第四話 ビーツ・華やかな経歴の裏には

「篠井さんが、ローズモールの課長……?」


 ライバル社の社員だとは、さっき西川さんが言っていた。けれど、まさか篠井さんが、ローズモールの課長だったなんて。

 愕然がくぜんとしているわたしに、唐島主任が言った。


「競合店調査に行った日、瓜生がフルーツ姫を見かけたって言ってただろ? それで、ピンときて調べてみたんだ。

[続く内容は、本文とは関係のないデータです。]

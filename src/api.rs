//! The target abstraction layer: the Nexus API entry points.
//!
//! A `Handle` is one open connection.  It owns the HAL that reaches the target, the
//! capability negotiated when the connection was opened, and the TAL's own view of the
//! target: which events are armed and shadow copies of the control registers it writes
//! piecemeal.  Every entry point is expressed in terms of Nexus register reads and writes
//! through the HAL, using the register map from the target specification.
//!
//! Failures are returned as `Error`s.  They are also passed to the `ErrorSink` installed
//! at open time, except for `NoSpace`, which only means the caller's buffer was too small.
use alloc::boxed::Box;
use alloc::collections::BTreeMap;
use alloc::format;
use alloc::string::ToString;

use crate::capability::{Capability, EventCategory, EventId, VERSION_STRING_10};
use crate::control::{CtrlData, VendorCtrl};
use crate::error::{Error, Result, Status};
use crate::event::{ReceivedEvent, SetEvent};
use crate::hal::{ErrorSink, Hal};
use crate::nrr::{dc1, ds, RegisterMap};
use crate::types::{Endian, PortType, Registers, TargetSpec};

mod memory;
mod triggers;

pub use memory::AccessSize;

/// Used to reference a connected target
pub struct Handle<H: Hal> {
    cap: Capability,
    spec: TargetSpec,
    hal: H,
    sink: Box<dyn ErrorSink>,
    events: BTreeMap<EventId, SetEvent>,
    // Shadows of registers the TAL only ever changes a few bits of at a time
    dc1: u64,
    wt: u64,
    // An event the caller had no room for last time
    held: Option<ReceivedEvent>,
}

impl<H: Hal> Handle<H> {
    /// Open a target connection.  On failure no handle exists and the error is always
    /// `NoCapability`.
    pub fn open<S: ErrorSink + 'static>(spec: TargetSpec, mut hal: H, sink: S) -> Result<Self> {
        match spec.access_port {
            PortType::Jtag | PortType::Aux => {}
            port => {
                return Err(Error::no_capability(format!("access port {:?} is not supported", port)));
            }
        }
        if spec.unsolicited_port == PortType::Other {
            return Err(Error::no_capability("unsolicited port type Other is reserved"));
        }

        let cap = hal.open(&spec).map_err(as_no_capability)?;
        let mut handle = Handle {
            cap,
            spec,
            hal,
            sink: Box::new(sink),
            events: BTreeMap::new(),
            dc1: 0,
            wt: 0,
            held: None,
        };
        if let Err(e) = handle.negotiate() {
            if let Err(close) = handle.hal.close() {
                log::warn!("closing after failed open: {}", close);
            }
            return Err(as_no_capability(e));
        }

        log::info!(
            "opened target: device id {:#010x}, {:?} endian, hal {:?}",
            handle.cap.device_id,
            handle.cap.target_endian,
            handle.cap.hal_info
        );
        Ok(handle)
    }

    fn negotiate(&mut self) -> Result<()> {
        let map = self.spec.vendor.register_map.clone();

        self.cap.api_version = VERSION_STRING_10.to_string();
        self.cap.device_id = self.hal.read_word(map.did)? as u32;
        self.cap.target_endian = match (self.spec.target_endian, self.cap.target_endian) {
            (Endian::Unknown, reported) => reported,
            (wanted, Endian::Unknown) => wanted,
            (wanted, reported) if wanted == reported => wanted,
            (wanted, reported) => {
                return Err(Error::no_capability(format!(
                    "target is {:?} endian, specification asks for {:?}",
                    reported, wanted
                )));
            }
        };
        self.cap.validate()?;

        for (category, bank) in [
            (EventCategory::Breakpoint, map.breakpoints),
            (EventCategory::Watchpoint, map.watchpoints),
        ] {
            if self.cap.range(category).len() > bank.slots {
                return Err(Error::no_capability(format!(
                    "{} {:?} events advertised, register map has {} comparators",
                    self.cap.range(category).len(),
                    category,
                    bank.slots
                )));
            }
        }
        if self.cap.dtm.len() > 1 {
            return Err(Error::no_capability("register map has a single data trace channel"));
        }
        if self.cap.max_mem_map > 8 || self.cap.max_mem_access_priority > 4 {
            return Err(Error::no_capability("memory map or priority count exceeds the RWCS fields"));
        }

        self.hal.write_word(map.wt, 0)?;
        self.hal.write_word(map.dc1, 0)?;
        Ok(())
    }

    /// Close the connection.  Armed events are cleared first.
    pub fn close(mut self) -> Result<()> {
        let armed = core::mem::take(&mut self.events);
        for event in armed.values() {
            if let Err(e) = self.disarm(event) {
                log::warn!("failed to clear event {} on close: {}", event.eid, e);
            }
        }
        let result = self.hal.close();
        match &result {
            Ok(()) => log::info!("closed target {:#010x}", self.cap.device_id),
            Err(e) => self.sink.report(&e.to_string()),
        }
        result
    }

    pub fn capability(&self) -> &Capability {
        &self.cap
    }

    pub fn target_spec(&self) -> &TargetSpec {
        &self.spec
    }

    pub fn hal(&self) -> &H {
        &self.hal
    }

    pub fn hal_mut(&mut self) -> &mut H {
        &mut self.hal
    }

    pub fn armed_events(&self) -> impl Iterator<Item = &SetEvent> {
        self.events.values()
    }

    /// Apply one control operation.
    pub fn control(&mut self, ctrl: &CtrlData) -> Result<()> {
        log::debug!("control {:?}", ctrl.tag());
        let result = self.apply_control(ctrl);
        self.check(result)
    }

    fn apply_control(&mut self, ctrl: &CtrlData) -> Result<()> {
        match ctrl {
            CtrlData::SetClient { client_id } => {
                let csc = self.regs().csc;
                if csc.bits < 32 && (*client_id as u64) >= (1u64 << csc.bits) {
                    return Err(Error::failed(format!(
                        "client id {} does not fit the {}-bit client select register",
                        client_id, csc.bits
                    )));
                }
                self.hal.write_word(csc, *client_id as u64)
            }
            CtrlData::OverrunMode { delay } => {
                if *delay > 0xff {
                    return Err(Error::no_capability(format!("overrun delay {} is too long", delay)));
                }
                let value = (self.dc1 & !dc1::OVERRUN_MASK) | (*delay as u64) << dc1::OVERRUN_SHIFT;
                self.write_dc1(value)
            }
            CtrlData::SubstitutionMode(mode) => {
                let mut value = self.dc1 & !(dc1::SUBST_INSTR | dc1::SUBST_DATA);
                if let Some(mode) = mode {
                    if mode.instructions {
                        value |= dc1::SUBST_INSTR;
                    }
                    if mode.data {
                        value |= dc1::SUBST_DATA;
                    }
                }
                self.write_dc1(value)
            }
            CtrlData::ResetOrHalt { perform_reset_sequence, halt } => {
                let mut pulse = 0;
                if *perform_reset_sequence {
                    pulse |= dc1::RESET_REQ;
                }
                if *halt {
                    pulse |= dc1::HALT_REQ;
                }
                if pulse == 0 {
                    return Ok(());
                }
                self.pulse_dc1(pulse)
            }
            CtrlData::RestartFromBreakStep(regs) => self.restart(regs),
            CtrlData::EventIn { level } => self.set_dc1_bit(dc1::EVTI, *level),
            CtrlData::ClientBreak { enabled } => self.set_dc1_bit(dc1::CLIENT_BREAK, *enabled),
            CtrlData::Vendor(op) => {
                let (reg, value) = match op {
                    VendorCtrl::FlashLed { how_fast } => (self.regs().led, *how_fast as u64),
                    VendorCtrl::ConfigureTraceBuffer { size } => (self.regs().trace_buffer, *size as u64),
                };
                let reg = reg.ok_or_else(|| Error::no_capability(format!("{:?} has no register on this target", op)))?;
                self.hal.write_word(reg, value)
            }
        }
    }

    fn restart(&mut self, regs: &Registers) -> Result<()> {
        let map = self.regs().clone();
        let status = self.hal.read_word(map.ds)?;
        if status & ds::HALTED == 0 {
            return Err(Error::failed("restart requested but the target is not halted"));
        }
        for n in 0..Registers::COUNT {
            self.hal.write_word(map.reg_sel, n as u64)?;
            self.hal.write_word(map.reg_data, regs.raw(n).unwrap_or_default())?;
        }
        self.pulse_dc1(dc1::RESUME)
    }

    /// Read the next event.  Events bigger than `max_bytes` stay queued and the call
    /// fails with `NoSpace`.
    pub fn get_event(&mut self, max_bytes: usize, block: bool) -> Result<Option<ReceivedEvent>> {
        let event = match self.held.take() {
            Some(event) => event,
            None => match self.hal.get_event(block) {
                Ok(Some(event)) => event,
                Ok(None) => return Ok(None),
                Err(e) => return self.check(Err(e)),
            },
        };

        let needed = event.wire_size();
        if needed > max_bytes {
            log::debug!("holding {:?} event of {} bytes, caller offered {}", event.tag(), needed, max_bytes);
            self.held = Some(event);
            return Err(Error::NoSpace { needed, available: max_bytes });
        }
        Ok(Some(event))
    }

    fn regs(&self) -> &RegisterMap {
        &self.spec.vendor.register_map
    }

    fn write_dc1(&mut self, value: u64) -> Result<()> {
        let reg = self.regs().dc1;
        self.hal.write_word(reg, value)?;
        self.dc1 = value;
        Ok(())
    }

    fn set_dc1_bit(&mut self, bit: u64, on: bool) -> Result<()> {
        let value = if on { self.dc1 | bit } else { self.dc1 & !bit };
        self.write_dc1(value)
    }

    // Request bits act once, so they never enter the shadow.
    fn pulse_dc1(&mut self, bits: u64) -> Result<()> {
        let reg = self.regs().dc1;
        self.hal.write_word(reg, self.dc1 | bits)
    }

    fn write_wt(&mut self, value: u64) -> Result<()> {
        let reg = self.regs().wt;
        self.hal.write_word(reg, value)?;
        self.wt = value;
        Ok(())
    }

    fn check<T>(&mut self, result: Result<T>) -> Result<T> {
        if let Err(e) = &result {
            if e.status() != Status::NoSpace {
                let message = e.to_string();
                log::warn!("{}", message);
                self.sink.report(&message);
            }
        }
        result
    }
}

fn as_no_capability(e: Error) -> Error {
    match e {
        Error::NoCapability(_) => e,
        other => Error::NoCapability(other.to_string()),
    }
}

……篠井さん、あなた、リビングブライト社、青果叩き上げの課長ですよね?」


 管理職である課長は、売り場の社員たちのように制服は着ない。ドリームシティの課長も、スーツで出勤している。


 篠井さんがいつもきれいな格好をしているのも、ネイルだけしていないのも、野菜ソムリエプロの資格保持者だということも、ローズモールの店員と親しげに話していたのも、出世して男性にやっかまれたという話も。青果出身の食品課の課長という理由で、すべての辻褄つじつまが合う。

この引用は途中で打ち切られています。